[[ RECORDS SHOWN, beginning ]]

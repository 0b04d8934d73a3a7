// ============================================================================
// P&L Engine Factory
// Creates P&L engines with proper configuration
// ============================================================================

use crate::domain::{InvalidPolicy, OrderingPolicy, PnlConfig};
use crate::engine::{FifoLotMatcher, PnlEngine};
use crate::error::PnlResult;
use crate::interfaces::{EventHandler, LotMatcher};
use std::sync::Arc;

// ============================================================================
// Factory Functions
// ============================================================================

/// Creates a FIFO P&L engine from configuration
///
/// # Arguments
/// * `config` - Pipeline configuration
/// * `event_handler` - Event handler for match and rejection events
///
/// # Example
/// ```
/// use fifo_pnl::prelude::*;
/// use std::sync::Arc;
///
/// let engine = create_from_config(PnlConfig::broker_export(), Arc::new(NoOpEventHandler)).unwrap();
/// assert_eq!(engine.matcher_name(), "FIFO");
/// ```
pub fn create_from_config(
    config: PnlConfig,
    event_handler: Arc<dyn EventHandler>,
) -> PnlResult<PnlEngine> {
    config.validate()?;
    Ok(PnlEngine::new(
        config,
        Box::new(FifoLotMatcher::new()),
        event_handler,
    ))
}

// ============================================================================
// Builder Pattern for Advanced Configuration
// ============================================================================

/// Builder for creating P&L engines with fluent API
///
/// # Example
/// ```
/// use fifo_pnl::prelude::*;
/// use std::sync::Arc;
///
/// let engine = PnlEngineBuilder::new()
///     .strict_ordering()
///     .reject_invalid()
///     .parallel(4)
///     .build(Arc::new(NoOpEventHandler))
///     .unwrap();
///
/// assert!(engine.config().parallel);
/// ```
pub struct PnlEngineBuilder {
    config: PnlConfig,
    matcher: Option<Box<dyn LotMatcher>>,
}

impl PnlEngineBuilder {
    pub fn new() -> Self {
        Self {
            config: PnlConfig::default(),
            matcher: None,
        }
    }

    /// Start from an existing configuration
    pub fn with_config(config: PnlConfig) -> Self {
        Self {
            config,
            matcher: None,
        }
    }

    // ========================================================================
    // Pipeline Configuration
    // ========================================================================

    /// Require executions already in chronological order
    pub fn strict_ordering(mut self) -> Self {
        self.config.ordering = OrderingPolicy::Strict;
        self
    }

    /// Fail the run on the first malformed order record
    pub fn reject_invalid(mut self) -> Self {
        self.config.invalid_policy = InvalidPolicy::Reject;
        self
    }

    /// Match instruments on worker threads once there are at least
    /// `threshold` of them
    pub fn parallel(mut self, threshold: usize) -> Self {
        self.config = self.config.with_parallel(threshold);
        self
    }

    /// Decimal places of the P&L column in display records
    pub fn display_decimals(mut self, decimals: u32) -> Self {
        self.config.display_decimals = decimals;
        self
    }

    /// Replace the default FIFO matcher
    pub fn matcher(mut self, matcher: Box<dyn LotMatcher>) -> Self {
        self.matcher = Some(matcher);
        self
    }

    // ========================================================================
    // Preset Configurations
    // ========================================================================

    /// Broker order export defaults
    pub fn broker_export() -> Self {
        Self::with_config(PnlConfig::broker_export())
    }

    /// Strict ordering, strict ingest, full precision display
    pub fn strict() -> Self {
        Self::with_config(PnlConfig::strict())
    }

    // ========================================================================
    // Build
    // ========================================================================

    /// Build the P&L engine
    pub fn build(self, event_handler: Arc<dyn EventHandler>) -> PnlResult<PnlEngine> {
        self.config.validate()?;
        let matcher = self
            .matcher
            .unwrap_or_else(|| Box::new(FifoLotMatcher::new()));
        Ok(PnlEngine::new(self.config, matcher, event_handler))
    }

    /// Get the configuration without building (for inspection)
    pub fn get_config(&self) -> &PnlConfig {
        &self.config
    }
}

impl Default for PnlEngineBuilder {
    fn default() -> Self {
        Self::new()
    }
}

[[ RECORDS SHOWN, end ]]

_WHAT THE TASK REQUIRES_:
Scan the material for "engines" and copy the lines that hold it.

_EXERCISE SOLUTION_:
// Creates P&L engines with proper configuration
/// Builder for creating P&L engines with fluent API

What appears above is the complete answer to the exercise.